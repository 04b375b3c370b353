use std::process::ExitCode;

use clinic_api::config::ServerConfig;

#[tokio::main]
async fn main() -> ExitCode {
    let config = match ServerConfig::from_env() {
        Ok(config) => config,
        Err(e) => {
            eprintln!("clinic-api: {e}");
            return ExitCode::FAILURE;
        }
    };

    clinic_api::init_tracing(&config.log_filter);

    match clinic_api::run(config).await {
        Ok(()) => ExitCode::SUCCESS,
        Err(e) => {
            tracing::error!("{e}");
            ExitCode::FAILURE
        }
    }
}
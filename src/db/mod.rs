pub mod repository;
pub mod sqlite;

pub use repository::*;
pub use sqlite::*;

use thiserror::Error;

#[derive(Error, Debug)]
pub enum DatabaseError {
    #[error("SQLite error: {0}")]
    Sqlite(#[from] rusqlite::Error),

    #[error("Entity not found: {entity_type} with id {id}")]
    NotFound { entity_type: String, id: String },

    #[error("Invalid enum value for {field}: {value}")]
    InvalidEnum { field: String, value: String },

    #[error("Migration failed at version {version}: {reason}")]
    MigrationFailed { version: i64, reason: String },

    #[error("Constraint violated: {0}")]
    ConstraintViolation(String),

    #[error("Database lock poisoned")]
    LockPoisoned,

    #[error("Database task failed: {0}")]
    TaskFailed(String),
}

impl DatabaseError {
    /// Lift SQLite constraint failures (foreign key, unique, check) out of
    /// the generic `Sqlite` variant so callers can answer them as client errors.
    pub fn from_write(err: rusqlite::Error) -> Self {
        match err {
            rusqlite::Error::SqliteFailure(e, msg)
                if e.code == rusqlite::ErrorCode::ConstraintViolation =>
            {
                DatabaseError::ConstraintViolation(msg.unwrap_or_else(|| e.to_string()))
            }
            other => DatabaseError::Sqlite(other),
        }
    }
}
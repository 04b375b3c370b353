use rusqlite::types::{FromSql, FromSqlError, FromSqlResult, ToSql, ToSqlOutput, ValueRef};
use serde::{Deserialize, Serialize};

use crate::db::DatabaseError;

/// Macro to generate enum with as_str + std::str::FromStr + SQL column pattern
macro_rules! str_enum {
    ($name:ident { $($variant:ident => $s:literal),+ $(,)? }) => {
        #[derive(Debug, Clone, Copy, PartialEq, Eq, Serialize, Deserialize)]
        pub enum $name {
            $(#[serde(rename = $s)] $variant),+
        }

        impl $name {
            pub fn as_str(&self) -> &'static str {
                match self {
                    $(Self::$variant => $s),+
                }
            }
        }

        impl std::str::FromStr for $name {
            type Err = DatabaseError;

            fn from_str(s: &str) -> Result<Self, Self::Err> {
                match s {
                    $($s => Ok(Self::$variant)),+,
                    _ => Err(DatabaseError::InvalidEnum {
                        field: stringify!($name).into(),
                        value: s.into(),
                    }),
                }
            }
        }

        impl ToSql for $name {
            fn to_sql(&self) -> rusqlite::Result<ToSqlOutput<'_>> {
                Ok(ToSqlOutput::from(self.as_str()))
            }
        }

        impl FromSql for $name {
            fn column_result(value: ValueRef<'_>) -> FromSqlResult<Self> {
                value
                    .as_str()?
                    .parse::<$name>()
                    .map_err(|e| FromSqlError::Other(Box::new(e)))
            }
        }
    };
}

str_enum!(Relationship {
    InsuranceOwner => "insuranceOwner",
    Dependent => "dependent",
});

════

» WHAT YOU SHOULD DO
Give the exact lines, and only those, from the line containing "use clinic_api::config::ServerConfig;" through the line containing "i64, reason: String" in the entries above.

» REPLY TO THE EXERCISE
use clinic_api::config::ServerConfig;

#[tokio::main]
async fn main() -> ExitCode {
    let config = match ServerConfig::from_env() {
        Ok(config) => config,
        Err(e) => {
            eprintln!("clinic-api: {e}");
            return ExitCode::FAILURE;
        }
    };

    clinic_api::init_tracing(&config.log_filter);

    match clinic_api::run(config).await {
        Ok(()) => ExitCode::SUCCESS,
        Err(e) => {
            tracing::error!("{e}");
            ExitCode::FAILURE
        }
    }
}
filename src/db/mod.rs
pub mod repository;
pub mod sqlite;

pub use repository::*;
pub use sqlite::*;

use thiserror::Error;

#[derive(Error, Debug)]
pub enum DatabaseError {
    #[error("SQLite error: {0}")]
    Sqlite(#[from] rusqlite::Error),

    #[error("Entity not found: {entity_type} with id {id}")]
    NotFound { entity_type: String, id: String },

    #[error("Invalid enum value for {field}: {value}")]
    InvalidEnum { field: String, value: String },

    #[error("Migration failed at version {version}: {reason}")]
    MigrationFailed { version: i64, reason: String },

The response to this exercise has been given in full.